Instructions for the task: Word for word, restate the line containing "the deposit data." and all the lines that come after it in the entries below. Include nothing from before it.

Material shown:
Segment Open
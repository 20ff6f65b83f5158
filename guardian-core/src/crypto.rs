//! BLS verification for deposits.
//!
//! The guardian never implements pairing math itself. Everything goes through [`DepositCrypto`],
//! which [`BlstCrypto`] implements on top of the `blst` library.

use alloy::primitives::B256;
use blst::min_pk::{PublicKey, Signature};
use blst::BLST_ERROR;

use crate::ssz::{self, DepositData};

/// Domain separation tag of the proof-of-possession BLS scheme used by the beacon chain.
const BLS_DST: &[u8] = b"BLS_SIG_BLS12381G2_XMD:SHA-256_SSWU_RO_POP_";

/// Genesis fork version of the beacon chain paired with an execution chain id.
pub fn genesis_fork_version(chain_id: u64) -> Option<[u8; 4]> {
    match chain_id {
        1 => Some([0x00, 0x00, 0x00, 0x00]),
        5 => Some([0x00, 0x00, 0x10, 0x20]),
        17000 => Some([0x01, 0x01, 0x70, 0x00]),
        560048 => Some([0x10, 0x00, 0x09, 0x10]),
        _ => None,
    }
}

/// BLS primitives consumed by the verifier and the key aggregator.
pub trait DepositCrypto: Send + Sync {
    /// Verifies `signature` by `pubkey` over a 32 byte signing root.
    ///
    /// Malformed keys or signatures verify as `false`.
    fn verify_signature(&self, pubkey: &[u8], message: &B256, signature: &[u8]) -> bool;

    /// Hash tree root of the deposit data.
    fn deposit_data_root(&self, data: &DepositData) -> B256;
}

/// [`DepositCrypto`] backed by `blst`.
#[derive(Clone, Copy, Debug, Default)]
pub struct BlstCrypto;

impl DepositCrypto for BlstCrypto {
    fn verify_signature(&self, pubkey: &[u8], message: &B256, signature: &[u8]) -> bool {
        let Ok(pubkey) = PublicKey::key_validate(pubkey) else {
            return false;
        };
        let Ok(signature) = Signature::from_bytes(signature) else {
            return false;
        };

        signature.verify(true, message.as_slice(), BLS_DST, &[], &pubkey, false)
            == BLST_ERROR::BLST_SUCCESS
    }

    fn deposit_data_root(&self, data: &DepositData) -> B256 {
        ssz::deposit_data_root(data)
    }
}

/// Verifies the deposit signature of `data` for the network with the given fork version.
pub fn verify_deposit_signature(
    crypto: &dyn DepositCrypto,
    data: &DepositData,
    fork_version: [u8; 4],
) -> bool {
    let signing_root = ssz::deposit_signing_root(
        &data.pubkey,
        &data.withdrawal_credentials,
        data.amount,
        fork_version,
    );
    crypto.verify_signature(
        data.pubkey.as_slice(),
        &signing_root,
        data.signature.as_slice(),
    )
}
Segment Closed
Output for this exercise:
    /// Hash tree root of the deposit data.
    fn deposit_data_root(&self, data: &DepositData) -> B256;
}

/// [`DepositCrypto`] backed by `blst`.
#[derive(Clone, Copy, Debug, Default)]
pub struct BlstCrypto;

impl DepositCrypto for BlstCrypto {
    fn verify_signature(&self, pubkey: &[u8], message: &B256, signature: &[u8]) -> bool {
        let Ok(pubkey) = PublicKey::key_validate(pubkey) else {
            return false;
        };
        let Ok(signature) = Signature::from_bytes(signature) else {
            return false;
        };

        signature.verify(true, message.as_slice(), BLS_DST, &[], &pubkey, false)
            == BLST_ERROR::BLST_SUCCESS
    }

    fn deposit_data_root(&self, data: &DepositData) -> B256 {
        ssz::deposit_data_root(data)
    }
}

/// Verifies the deposit signature of `data` for the network with the given fork version.
pub fn verify_deposit_signature(
    crypto: &dyn DepositCrypto,
    data: &DepositData,
    fork_version: [u8; 4],
) -> bool {
    let signing_root = ssz::deposit_signing_root(
        &data.pubkey,
        &data.withdrawal_credentials,
        data.amount,
        fork_version,
    );
    crypto.verify_signature(
        data.pubkey.as_slice(),
        &signing_root,
        data.signature.as_slice(),
    )
}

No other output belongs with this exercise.